(Source material Opens)

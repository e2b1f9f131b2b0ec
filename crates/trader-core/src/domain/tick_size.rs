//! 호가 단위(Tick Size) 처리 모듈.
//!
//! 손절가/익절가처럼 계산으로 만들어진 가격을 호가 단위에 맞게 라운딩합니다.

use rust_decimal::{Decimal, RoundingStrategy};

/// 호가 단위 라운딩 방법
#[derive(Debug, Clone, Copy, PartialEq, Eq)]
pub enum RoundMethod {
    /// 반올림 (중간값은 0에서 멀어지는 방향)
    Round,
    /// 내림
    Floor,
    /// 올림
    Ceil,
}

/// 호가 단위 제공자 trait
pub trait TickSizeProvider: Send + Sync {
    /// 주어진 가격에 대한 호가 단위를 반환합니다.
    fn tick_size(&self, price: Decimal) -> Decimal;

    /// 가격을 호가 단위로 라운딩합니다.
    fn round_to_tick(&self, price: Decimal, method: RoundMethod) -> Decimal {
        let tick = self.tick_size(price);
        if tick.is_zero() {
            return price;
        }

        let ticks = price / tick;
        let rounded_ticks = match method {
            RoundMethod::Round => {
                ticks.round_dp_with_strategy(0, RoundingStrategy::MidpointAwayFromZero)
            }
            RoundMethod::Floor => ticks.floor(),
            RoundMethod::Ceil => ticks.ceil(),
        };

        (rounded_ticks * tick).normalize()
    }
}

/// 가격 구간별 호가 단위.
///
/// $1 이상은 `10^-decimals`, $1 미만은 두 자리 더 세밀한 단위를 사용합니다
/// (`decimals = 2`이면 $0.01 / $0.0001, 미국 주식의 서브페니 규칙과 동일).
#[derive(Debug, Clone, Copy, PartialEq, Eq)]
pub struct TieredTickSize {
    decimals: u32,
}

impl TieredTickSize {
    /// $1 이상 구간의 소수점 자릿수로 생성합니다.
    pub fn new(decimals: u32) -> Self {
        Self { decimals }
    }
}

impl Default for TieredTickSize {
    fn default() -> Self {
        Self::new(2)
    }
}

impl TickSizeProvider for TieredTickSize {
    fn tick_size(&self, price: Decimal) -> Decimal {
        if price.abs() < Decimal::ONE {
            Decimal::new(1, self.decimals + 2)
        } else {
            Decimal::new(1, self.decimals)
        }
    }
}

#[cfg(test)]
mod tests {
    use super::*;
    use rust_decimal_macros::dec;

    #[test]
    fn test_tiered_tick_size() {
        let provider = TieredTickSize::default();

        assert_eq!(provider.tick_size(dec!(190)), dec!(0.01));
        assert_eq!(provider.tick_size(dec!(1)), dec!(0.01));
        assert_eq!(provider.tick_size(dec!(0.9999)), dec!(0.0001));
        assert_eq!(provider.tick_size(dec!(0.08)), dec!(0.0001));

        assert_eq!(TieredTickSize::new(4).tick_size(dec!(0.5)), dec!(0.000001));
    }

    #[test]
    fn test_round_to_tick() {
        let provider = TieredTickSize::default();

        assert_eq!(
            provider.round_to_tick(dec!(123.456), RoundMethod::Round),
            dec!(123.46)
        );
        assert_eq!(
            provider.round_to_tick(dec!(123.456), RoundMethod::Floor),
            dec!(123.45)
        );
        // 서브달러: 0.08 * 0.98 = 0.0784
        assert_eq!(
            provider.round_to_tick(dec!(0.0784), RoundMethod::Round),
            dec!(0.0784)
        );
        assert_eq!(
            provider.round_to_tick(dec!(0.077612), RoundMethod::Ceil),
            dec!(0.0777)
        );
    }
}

(Source material Closes)

Work request: Please copy exactly the lines from the first line of the records above through the line containing "호가 단위로 라운딩합니다.", including both, and nothing more.

Solution for this exercise:
repository e2b1f9f131b2b0ec
filename crates/trader-core/src/domain/tick_size.rs
//! 호가 단위(Tick Size) 처리 모듈.
//!
//! 손절가/익절가처럼 계산으로 만들어진 가격을 호가 단위에 맞게 라운딩합니다.

use rust_decimal::{Decimal, RoundingStrategy};

/// 호가 단위 라운딩 방법
#[derive(Debug, Clone, Copy, PartialEq, Eq)]
pub enum RoundMethod {
    /// 반올림 (중간값은 0에서 멀어지는 방향)
    Round,
    /// 내림
    Floor,
    /// 올림
    Ceil,
}

/// 호가 단위 제공자 trait
pub trait TickSizeProvider: Send + Sync {
    /// 주어진 가격에 대한 호가 단위를 반환합니다.
    fn tick_size(&self, price: Decimal) -> Decimal;

    /// 가격을 호가 단위로 라운딩합니다.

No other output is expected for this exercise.